◆ Work to complete:
Among the lines below, return each one that contains the word "impl".

(Collection entries)
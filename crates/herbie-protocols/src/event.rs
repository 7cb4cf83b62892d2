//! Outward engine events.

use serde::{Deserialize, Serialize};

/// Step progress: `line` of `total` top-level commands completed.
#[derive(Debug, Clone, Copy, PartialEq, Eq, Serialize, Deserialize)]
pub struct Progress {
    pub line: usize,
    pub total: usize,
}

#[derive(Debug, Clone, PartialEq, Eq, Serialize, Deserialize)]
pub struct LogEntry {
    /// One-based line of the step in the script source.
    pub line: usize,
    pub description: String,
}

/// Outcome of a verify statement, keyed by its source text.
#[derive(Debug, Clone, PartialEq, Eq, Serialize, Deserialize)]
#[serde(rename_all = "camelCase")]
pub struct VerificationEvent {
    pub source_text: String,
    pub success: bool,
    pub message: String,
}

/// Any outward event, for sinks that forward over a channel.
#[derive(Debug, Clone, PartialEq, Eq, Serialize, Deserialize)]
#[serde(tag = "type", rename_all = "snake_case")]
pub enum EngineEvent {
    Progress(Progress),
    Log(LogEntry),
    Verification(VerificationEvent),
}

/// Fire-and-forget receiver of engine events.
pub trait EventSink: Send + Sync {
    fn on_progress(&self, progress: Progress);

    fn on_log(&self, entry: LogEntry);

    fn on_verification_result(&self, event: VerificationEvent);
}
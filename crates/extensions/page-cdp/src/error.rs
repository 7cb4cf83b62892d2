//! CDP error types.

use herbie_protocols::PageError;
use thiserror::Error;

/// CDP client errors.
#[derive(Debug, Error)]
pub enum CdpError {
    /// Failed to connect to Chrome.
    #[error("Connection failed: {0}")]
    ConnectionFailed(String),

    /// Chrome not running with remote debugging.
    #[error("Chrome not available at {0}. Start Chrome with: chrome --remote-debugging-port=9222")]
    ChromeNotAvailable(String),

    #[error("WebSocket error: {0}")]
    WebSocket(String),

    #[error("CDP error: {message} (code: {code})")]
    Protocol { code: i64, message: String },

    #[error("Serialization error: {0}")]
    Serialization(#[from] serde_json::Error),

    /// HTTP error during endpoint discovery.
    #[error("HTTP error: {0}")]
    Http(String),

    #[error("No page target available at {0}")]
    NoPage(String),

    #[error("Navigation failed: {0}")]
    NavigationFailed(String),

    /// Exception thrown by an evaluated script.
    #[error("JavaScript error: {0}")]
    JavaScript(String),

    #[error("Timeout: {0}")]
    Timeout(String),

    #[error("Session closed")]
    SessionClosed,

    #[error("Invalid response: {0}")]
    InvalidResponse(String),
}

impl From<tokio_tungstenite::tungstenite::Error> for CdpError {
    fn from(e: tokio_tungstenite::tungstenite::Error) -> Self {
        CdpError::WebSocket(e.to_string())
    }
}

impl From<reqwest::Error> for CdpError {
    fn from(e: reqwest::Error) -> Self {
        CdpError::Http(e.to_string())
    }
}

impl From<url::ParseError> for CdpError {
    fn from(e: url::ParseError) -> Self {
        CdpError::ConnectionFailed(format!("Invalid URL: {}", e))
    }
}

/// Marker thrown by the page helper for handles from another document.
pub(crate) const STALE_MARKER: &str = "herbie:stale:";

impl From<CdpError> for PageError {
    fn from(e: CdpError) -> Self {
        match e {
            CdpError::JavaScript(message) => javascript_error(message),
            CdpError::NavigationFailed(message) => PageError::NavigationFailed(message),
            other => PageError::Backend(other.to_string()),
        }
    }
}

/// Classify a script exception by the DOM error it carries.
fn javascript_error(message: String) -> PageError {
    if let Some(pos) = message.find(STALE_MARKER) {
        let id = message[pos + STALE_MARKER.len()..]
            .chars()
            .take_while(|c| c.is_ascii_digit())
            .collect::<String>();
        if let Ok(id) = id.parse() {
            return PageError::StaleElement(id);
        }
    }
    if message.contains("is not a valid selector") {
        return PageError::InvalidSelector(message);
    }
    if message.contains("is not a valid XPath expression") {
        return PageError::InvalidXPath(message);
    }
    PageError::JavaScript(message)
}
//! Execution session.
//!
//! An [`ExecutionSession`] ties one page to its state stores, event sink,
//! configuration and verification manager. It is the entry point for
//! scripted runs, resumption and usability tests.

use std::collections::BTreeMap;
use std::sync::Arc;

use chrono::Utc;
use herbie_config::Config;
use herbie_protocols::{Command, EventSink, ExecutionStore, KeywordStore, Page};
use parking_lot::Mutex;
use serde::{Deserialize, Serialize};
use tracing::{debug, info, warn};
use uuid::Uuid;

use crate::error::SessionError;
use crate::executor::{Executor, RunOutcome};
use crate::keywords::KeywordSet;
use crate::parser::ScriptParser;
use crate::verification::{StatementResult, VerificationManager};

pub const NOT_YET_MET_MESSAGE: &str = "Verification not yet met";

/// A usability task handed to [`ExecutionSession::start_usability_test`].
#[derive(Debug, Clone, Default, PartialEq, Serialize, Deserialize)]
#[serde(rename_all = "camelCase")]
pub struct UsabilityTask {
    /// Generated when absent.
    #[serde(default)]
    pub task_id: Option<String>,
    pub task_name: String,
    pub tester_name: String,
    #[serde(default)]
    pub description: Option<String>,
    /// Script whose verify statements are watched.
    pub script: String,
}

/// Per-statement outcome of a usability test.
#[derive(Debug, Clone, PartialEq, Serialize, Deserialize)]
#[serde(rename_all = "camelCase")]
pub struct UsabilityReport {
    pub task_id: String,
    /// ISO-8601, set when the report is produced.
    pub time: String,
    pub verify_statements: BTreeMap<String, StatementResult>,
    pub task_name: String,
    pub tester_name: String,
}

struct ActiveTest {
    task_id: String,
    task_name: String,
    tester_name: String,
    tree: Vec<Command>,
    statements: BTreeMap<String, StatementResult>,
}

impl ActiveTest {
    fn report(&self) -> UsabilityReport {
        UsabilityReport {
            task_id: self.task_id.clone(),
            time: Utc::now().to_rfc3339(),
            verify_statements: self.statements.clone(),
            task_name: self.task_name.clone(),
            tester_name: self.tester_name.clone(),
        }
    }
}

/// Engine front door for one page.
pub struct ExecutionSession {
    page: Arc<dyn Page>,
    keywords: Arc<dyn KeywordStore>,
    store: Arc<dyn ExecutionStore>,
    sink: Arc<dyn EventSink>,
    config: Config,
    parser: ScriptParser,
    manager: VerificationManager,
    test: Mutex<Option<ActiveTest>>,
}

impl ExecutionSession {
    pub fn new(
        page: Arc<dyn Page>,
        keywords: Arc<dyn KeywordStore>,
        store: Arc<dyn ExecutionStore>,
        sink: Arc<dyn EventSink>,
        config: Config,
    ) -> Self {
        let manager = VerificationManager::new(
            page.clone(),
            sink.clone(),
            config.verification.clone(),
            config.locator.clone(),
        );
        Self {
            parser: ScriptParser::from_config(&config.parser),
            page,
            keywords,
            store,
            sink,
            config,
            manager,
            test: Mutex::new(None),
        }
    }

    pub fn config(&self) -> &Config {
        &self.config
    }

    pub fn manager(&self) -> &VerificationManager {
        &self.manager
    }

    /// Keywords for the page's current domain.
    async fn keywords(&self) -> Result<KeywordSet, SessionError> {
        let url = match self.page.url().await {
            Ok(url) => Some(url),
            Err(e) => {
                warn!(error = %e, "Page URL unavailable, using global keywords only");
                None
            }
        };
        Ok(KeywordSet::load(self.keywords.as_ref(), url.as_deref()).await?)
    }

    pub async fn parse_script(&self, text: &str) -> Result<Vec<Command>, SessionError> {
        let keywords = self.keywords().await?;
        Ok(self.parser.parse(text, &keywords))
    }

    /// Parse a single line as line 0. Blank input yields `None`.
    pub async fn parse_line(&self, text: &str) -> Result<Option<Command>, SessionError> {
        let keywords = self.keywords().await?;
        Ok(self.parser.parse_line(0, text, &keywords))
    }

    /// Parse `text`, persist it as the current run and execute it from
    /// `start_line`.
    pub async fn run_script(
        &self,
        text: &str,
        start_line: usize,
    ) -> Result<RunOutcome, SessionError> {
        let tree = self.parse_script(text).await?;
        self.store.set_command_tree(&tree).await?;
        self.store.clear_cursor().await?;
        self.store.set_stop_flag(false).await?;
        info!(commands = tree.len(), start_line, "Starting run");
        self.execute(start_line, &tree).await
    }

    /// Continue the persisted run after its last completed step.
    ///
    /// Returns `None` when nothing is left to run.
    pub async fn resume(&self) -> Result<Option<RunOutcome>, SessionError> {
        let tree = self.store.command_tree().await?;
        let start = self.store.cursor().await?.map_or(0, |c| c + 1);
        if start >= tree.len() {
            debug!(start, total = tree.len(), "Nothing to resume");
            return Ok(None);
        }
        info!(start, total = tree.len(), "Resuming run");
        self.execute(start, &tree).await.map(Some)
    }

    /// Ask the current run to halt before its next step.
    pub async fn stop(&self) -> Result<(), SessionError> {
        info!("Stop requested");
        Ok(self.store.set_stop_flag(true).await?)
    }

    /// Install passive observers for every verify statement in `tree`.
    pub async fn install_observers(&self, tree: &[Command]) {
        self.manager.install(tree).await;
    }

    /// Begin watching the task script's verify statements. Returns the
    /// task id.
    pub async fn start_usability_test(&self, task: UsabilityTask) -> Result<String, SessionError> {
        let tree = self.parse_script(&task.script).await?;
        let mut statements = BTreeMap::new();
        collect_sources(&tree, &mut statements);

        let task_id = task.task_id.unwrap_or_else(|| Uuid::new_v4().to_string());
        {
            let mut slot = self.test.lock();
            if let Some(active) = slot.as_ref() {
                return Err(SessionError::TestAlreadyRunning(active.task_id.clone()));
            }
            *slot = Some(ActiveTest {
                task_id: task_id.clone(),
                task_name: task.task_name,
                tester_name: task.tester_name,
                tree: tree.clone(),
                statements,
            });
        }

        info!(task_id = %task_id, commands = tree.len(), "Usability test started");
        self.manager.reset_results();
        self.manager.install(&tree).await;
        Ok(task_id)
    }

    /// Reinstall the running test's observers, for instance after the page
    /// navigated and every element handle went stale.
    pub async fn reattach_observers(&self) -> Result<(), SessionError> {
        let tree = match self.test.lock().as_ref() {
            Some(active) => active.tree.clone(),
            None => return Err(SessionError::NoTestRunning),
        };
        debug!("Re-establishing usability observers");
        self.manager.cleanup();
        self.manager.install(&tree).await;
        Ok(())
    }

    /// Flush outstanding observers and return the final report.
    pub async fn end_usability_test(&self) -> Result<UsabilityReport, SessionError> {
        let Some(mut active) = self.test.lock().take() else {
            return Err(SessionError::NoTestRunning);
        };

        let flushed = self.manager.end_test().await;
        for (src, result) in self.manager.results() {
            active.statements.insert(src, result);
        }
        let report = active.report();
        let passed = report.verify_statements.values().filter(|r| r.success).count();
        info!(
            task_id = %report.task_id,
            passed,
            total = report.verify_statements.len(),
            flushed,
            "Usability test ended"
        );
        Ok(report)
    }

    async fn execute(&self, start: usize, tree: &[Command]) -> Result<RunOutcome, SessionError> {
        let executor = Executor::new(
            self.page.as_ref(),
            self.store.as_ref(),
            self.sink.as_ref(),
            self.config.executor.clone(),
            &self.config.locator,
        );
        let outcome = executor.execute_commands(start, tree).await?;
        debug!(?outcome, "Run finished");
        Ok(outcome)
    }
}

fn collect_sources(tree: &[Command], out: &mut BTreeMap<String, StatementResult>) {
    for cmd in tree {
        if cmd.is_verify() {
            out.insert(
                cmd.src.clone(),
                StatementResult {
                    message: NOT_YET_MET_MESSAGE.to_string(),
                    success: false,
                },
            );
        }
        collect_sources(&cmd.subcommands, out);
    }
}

◆ Reply to the exercise:
impl From<tokio_tungstenite::tungstenite::Error> for CdpError {
impl From<reqwest::Error> for CdpError {
impl From<url::ParseError> for CdpError {
impl From<CdpError> for PageError {
impl ActiveTest {
impl ExecutionSession {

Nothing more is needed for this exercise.